[Opening Source information section]

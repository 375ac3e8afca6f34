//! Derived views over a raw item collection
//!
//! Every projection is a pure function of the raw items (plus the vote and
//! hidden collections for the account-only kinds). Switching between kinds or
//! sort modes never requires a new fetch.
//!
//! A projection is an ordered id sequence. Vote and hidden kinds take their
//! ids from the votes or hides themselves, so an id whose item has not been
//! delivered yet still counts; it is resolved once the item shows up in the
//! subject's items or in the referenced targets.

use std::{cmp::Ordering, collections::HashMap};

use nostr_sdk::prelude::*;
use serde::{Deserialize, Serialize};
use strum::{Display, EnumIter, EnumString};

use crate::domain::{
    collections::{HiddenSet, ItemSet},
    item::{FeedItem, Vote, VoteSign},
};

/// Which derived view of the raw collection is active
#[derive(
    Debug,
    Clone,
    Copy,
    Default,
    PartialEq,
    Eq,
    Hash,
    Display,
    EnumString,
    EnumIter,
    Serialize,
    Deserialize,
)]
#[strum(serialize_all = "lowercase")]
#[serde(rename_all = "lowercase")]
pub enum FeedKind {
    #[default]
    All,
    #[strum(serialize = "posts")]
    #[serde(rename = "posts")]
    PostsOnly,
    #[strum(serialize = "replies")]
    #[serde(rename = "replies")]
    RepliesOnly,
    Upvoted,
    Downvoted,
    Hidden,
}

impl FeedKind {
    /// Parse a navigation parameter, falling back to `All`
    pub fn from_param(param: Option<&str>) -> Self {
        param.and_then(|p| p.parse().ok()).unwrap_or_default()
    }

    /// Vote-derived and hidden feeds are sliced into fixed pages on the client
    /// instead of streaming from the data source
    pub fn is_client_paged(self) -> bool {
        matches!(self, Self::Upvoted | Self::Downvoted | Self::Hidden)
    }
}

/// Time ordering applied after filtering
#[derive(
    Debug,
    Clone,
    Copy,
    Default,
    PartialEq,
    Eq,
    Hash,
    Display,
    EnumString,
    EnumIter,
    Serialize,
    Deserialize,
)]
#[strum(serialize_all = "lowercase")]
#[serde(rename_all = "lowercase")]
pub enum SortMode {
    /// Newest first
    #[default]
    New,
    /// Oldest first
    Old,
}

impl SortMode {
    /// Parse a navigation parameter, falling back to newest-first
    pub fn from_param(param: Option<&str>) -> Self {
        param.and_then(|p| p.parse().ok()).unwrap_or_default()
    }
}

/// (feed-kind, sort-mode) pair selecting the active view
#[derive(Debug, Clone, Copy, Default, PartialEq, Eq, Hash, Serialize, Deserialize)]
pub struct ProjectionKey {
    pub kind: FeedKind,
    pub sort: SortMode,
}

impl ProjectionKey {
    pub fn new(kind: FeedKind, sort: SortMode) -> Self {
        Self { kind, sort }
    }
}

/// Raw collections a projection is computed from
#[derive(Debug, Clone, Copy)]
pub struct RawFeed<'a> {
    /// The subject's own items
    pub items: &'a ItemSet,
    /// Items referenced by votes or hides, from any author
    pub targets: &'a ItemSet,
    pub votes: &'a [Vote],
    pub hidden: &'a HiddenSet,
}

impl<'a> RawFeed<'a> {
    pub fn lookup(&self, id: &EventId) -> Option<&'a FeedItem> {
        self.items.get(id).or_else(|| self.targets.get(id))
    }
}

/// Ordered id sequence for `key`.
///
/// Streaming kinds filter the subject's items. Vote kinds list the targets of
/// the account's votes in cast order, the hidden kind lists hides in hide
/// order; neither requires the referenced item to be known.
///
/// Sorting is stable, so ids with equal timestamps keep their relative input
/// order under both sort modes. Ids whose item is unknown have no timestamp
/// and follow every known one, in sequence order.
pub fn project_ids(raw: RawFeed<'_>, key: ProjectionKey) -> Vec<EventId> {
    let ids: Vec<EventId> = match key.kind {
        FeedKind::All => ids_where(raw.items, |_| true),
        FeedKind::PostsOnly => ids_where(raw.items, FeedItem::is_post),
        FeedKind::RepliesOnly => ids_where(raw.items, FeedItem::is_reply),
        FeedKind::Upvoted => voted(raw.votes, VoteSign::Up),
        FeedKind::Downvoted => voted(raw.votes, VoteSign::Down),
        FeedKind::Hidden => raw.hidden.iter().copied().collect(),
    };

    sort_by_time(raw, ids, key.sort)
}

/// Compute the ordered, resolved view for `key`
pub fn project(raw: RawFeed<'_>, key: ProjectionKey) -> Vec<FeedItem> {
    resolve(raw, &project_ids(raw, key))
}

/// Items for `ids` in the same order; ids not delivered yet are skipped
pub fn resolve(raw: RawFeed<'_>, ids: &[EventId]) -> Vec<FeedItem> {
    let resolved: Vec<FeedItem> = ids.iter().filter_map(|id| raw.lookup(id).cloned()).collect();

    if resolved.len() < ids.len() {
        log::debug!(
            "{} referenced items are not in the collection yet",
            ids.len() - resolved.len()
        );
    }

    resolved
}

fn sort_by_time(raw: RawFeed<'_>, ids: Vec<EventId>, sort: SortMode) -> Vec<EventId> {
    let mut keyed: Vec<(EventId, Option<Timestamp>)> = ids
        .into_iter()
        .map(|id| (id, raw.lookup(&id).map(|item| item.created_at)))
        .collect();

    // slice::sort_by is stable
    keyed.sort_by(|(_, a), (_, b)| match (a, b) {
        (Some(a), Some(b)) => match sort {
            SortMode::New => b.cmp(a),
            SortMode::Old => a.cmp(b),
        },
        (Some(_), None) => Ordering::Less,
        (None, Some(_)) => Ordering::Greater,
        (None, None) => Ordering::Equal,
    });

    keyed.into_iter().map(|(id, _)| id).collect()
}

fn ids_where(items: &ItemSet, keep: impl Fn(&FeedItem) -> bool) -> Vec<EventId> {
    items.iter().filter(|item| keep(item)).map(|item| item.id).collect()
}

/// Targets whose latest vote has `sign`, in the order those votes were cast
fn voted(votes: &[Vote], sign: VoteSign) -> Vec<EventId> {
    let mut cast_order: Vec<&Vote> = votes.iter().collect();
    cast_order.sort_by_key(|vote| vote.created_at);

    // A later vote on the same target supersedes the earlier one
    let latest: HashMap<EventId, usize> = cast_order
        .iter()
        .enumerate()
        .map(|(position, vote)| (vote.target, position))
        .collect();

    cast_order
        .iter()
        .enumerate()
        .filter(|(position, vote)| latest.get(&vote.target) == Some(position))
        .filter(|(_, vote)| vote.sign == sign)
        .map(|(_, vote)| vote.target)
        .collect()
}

[Closing Source information section]

* [Aim of the task]
Looking at the records above, please work out how many lines contain "ItemSet" and state only that number.

* [Solution]
4